use super::Ellipsoid;
use once_cell::sync::Lazy;

/// The UTM constants, computed once for the WGS84 ellipsoid
static UTM: Lazy<EllipsoidConstants> =
    Lazy::new(|| EllipsoidConstants::new(Ellipsoid::default(), crate::K0));

/// Precomputed quantities for the Transverse Mercator series.
///
/// The meridional arc series (`m1`..`m4`) and its inverse, the footpoint
/// latitude series (`p2`..`p5`), are truncated after the e⁶ and e₁⁵ terms
/// respectively, following Snyder (1987), eqs. (3-21) and (3-26).
#[derive(Clone, Copy, Debug, PartialEq)]
pub struct EllipsoidConstants {
    /// The ellipsoid the series are derived from
    pub ellps: Ellipsoid,
    /// The scale factor along the central meridian
    pub k0: f64,
    /// The semimajor axis, *R*
    pub r: f64,
    /// The squared second eccentricity, *e'²*
    pub eps: f64,

    // Meridional arc
    pub m1: f64,
    pub m2: f64,
    pub m3: f64,
    pub m4: f64,

    // Footpoint latitude
    pub p2: f64,
    pub p3: f64,
    pub p4: f64,
    pub p5: f64,
}

impl EllipsoidConstants {
    #[must_use]
    pub fn new(ellps: Ellipsoid, k0: f64) -> EllipsoidConstants {
        let e = ellps.eccentricity_squared();
        let e2 = e * e;
        let e3 = e2 * e;

        // e₁ = (1 - √(1 - e²)) / (1 + √(1 - e²)), where √(1 - e²) is the aspect ratio, b/a
        let ratio = ellps.aspect_ratio();
        let e1 = (1. - ratio) / (1. + ratio);
        let e1_2 = e1 * e1;
        let e1_3 = e1_2 * e1;
        let e1_4 = e1_3 * e1;
        let e1_5 = e1_4 * e1;

        EllipsoidConstants {
            ellps,
            k0,
            r: ellps.semimajor_axis(),
            eps: ellps.second_eccentricity_squared(),

            m1: 1. - e / 4. - 3. * e2 / 64. - 5. * e3 / 256.,
            m2: 3. * e / 8. + 3. * e2 / 32. + 45. * e3 / 1024.,
            m3: 15. * e2 / 256. + 45. * e3 / 1024.,
            m4: 35. * e3 / 3072.,

            p2: 3. / 2. * e1 - 27. / 32. * e1_3 + 269. / 512. * e1_5,
            p3: 21. / 16. * e1_2 - 55. / 32. * e1_4,
            p4: 151. / 96. * e1_3 - 417. / 128. * e1_5,
            p5: 1097. / 512. * e1_4,
        }
    }

    /// The process wide constants for UTM on WGS84
    #[must_use]
    pub fn utm() -> &'static EllipsoidConstants {
        &UTM
    }
}

// ----- Tests ---------------------------------------------------------------------
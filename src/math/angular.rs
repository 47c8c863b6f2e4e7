use std::f64::consts::PI;
use std::f64::consts::TAU;

/// Normalize arbitrary angles to (-π, π].
///
/// Both projection directions reckon longitudes relative to a central
/// meridian, and this is where offsets crossing the antimeridian are
/// brought back into range.
#[must_use]
pub fn normalize_symmetric(angle: f64) -> f64 {
    // rem_euclid may round up to TAU for tiny negative arguments
    let angle = PI - (PI - angle).rem_euclid(TAU);
    if angle <= -PI {
        return PI;
    }
    angle
}

/// Normalize arbitrary angles given in degrees to (-180, 180]
#[must_use]
pub fn normalize_symmetric_degrees(angle: f64) -> f64 {
    let angle = 180. - (180. - angle).rem_euclid(360.);
    if angle <= -180. {
        return 180.;
    }
    angle
}

/// The signed difference `a - b` between two longitudes, in degrees,
/// taking the shortest way around the globe
#[must_use]
pub fn longitude_difference(a: f64, b: f64) -> f64 {
    normalize_symmetric_degrees(a - b)
}

// ----- Tests ---------------------------------------------------------------------
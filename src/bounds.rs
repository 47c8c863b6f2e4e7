//! Range and domain checks, shared by the forward and inverse projections.
//!
//! The checks are pure, and each may be called on its own. With `strict`
//! unset, the coordinate checks accept anything, leaving it to the caller
//! to judge whether the projection series are still meaningful.

use crate::Error;
use log::debug;

/// Is `x` within `lower..=upper` (or `lower..upper` if `upper_strict`)?
/// NaN is never in bounds.
#[must_use]
pub fn in_bounds(x: f64, lower: f64, upper: f64, upper_strict: bool) -> bool {
    if upper_strict {
        return (lower..upper).contains(&x);
    }
    (lower..=upper).contains(&x)
}

pub fn validate_latitude(latitude: f64, strict: bool) -> Result<(), Error> {
    if strict && !in_bounds(latitude, -80., 84., false) {
        debug!("Rejecting latitude {latitude}");
        return Err(Error::LatitudeOutOfRange(latitude));
    }
    Ok(())
}

pub fn validate_longitude(longitude: f64, strict: bool) -> Result<(), Error> {
    if strict && !in_bounds(longitude, -180., 180., false) {
        debug!("Rejecting longitude {longitude}");
        return Err(Error::LongitudeOutOfRange(longitude));
    }
    Ok(())
}

/// Note that the upper bound is exclusive: 1 000 000 m is out of range.
pub fn validate_easting(easting: f64, strict: bool) -> Result<(), Error> {
    if strict && !in_bounds(easting, 100_000., 1_000_000., true) {
        debug!("Rejecting easting {easting}");
        return Err(Error::EastingOutOfRange(easting));
    }
    Ok(())
}

/// Note that the upper bound is inclusive: 10 000 000 m is in range.
pub fn validate_northing(northing: f64, strict: bool) -> Result<(), Error> {
    if strict && !in_bounds(northing, 0., 10_000_000., false) {
        debug!("Rejecting northing {northing}");
        return Err(Error::NorthingOutOfRange(northing));
    }
    Ok(())
}

/// The zone number must be in 1..=60, and the letter, if any, must be
/// one of the 20 latitude band letters (case insensitive).
pub fn validate_zone(number: u8, letter: Option<char>) -> Result<(), Error> {
    if !(1..=60).contains(&number) {
        debug!("Rejecting zone number {number}");
        return Err(Error::ZoneNumberOutOfRange(number));
    }
    if let Some(letter) = letter {
        crate::zone::ZoneLetter::new(letter)?;
    }
    Ok(())
}

// ----- Tests ---------------------------------------------------------------------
------------------------------------
> [What you need to do]
Filter the entries and copy out every line with the word "longitudes".

> [Output of the task]
/// Both projection directions reckon longitudes relative to a central
/// The signed difference `a - b` between two longitudes, in degrees,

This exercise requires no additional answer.